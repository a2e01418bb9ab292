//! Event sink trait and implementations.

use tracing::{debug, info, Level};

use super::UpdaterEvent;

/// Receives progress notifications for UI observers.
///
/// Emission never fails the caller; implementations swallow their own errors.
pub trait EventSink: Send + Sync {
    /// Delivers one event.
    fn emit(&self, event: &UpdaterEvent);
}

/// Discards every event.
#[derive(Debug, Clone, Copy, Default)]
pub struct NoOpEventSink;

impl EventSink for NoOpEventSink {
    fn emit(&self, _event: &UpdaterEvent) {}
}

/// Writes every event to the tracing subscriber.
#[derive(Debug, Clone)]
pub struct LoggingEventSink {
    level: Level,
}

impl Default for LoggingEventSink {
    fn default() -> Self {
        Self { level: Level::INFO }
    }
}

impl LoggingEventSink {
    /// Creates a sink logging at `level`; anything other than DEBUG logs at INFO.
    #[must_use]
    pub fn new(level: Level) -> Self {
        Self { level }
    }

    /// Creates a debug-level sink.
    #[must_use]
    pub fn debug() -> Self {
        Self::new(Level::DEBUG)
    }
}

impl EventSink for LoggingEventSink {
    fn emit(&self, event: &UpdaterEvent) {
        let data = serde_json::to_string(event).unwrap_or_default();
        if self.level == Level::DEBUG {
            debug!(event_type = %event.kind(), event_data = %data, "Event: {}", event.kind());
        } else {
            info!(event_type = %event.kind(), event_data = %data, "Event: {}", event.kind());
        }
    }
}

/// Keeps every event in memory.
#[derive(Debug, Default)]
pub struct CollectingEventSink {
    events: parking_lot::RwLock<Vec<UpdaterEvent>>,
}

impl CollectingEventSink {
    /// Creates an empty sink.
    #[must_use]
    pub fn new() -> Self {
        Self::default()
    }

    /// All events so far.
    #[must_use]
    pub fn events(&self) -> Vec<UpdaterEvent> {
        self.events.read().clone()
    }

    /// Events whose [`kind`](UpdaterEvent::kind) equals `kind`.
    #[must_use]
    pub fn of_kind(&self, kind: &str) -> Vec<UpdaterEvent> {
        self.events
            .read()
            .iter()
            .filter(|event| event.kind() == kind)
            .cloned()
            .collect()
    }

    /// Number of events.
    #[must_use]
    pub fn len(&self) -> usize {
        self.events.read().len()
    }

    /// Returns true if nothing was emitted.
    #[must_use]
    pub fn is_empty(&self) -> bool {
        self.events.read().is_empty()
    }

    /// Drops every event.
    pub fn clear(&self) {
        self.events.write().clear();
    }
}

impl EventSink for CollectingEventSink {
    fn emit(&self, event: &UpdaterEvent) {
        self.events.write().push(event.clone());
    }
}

Your instructions: Return, word for word, the lines of the data above from the line with "the tracing subscriber." through the line with "if self.level == Level::DEBUG", inclusive.

Solution to the exercise:
/// Writes every event to the tracing subscriber.
#[derive(Debug, Clone)]
pub struct LoggingEventSink {
    level: Level,
}

impl Default for LoggingEventSink {
    fn default() -> Self {
        Self { level: Level::INFO }
    }
}

impl LoggingEventSink {
    /// Creates a sink logging at `level`; anything other than DEBUG logs at INFO.
    #[must_use]
    pub fn new(level: Level) -> Self {
        Self { level }
    }

    /// Creates a debug-level sink.
    #[must_use]
    pub fn debug() -> Self {
        Self::new(Level::DEBUG)
    }
}

impl EventSink for LoggingEventSink {
    fn emit(&self, event: &UpdaterEvent) {
        let data = serde_json::to_string(event).unwrap_or_default();
        if self.level == Level::DEBUG {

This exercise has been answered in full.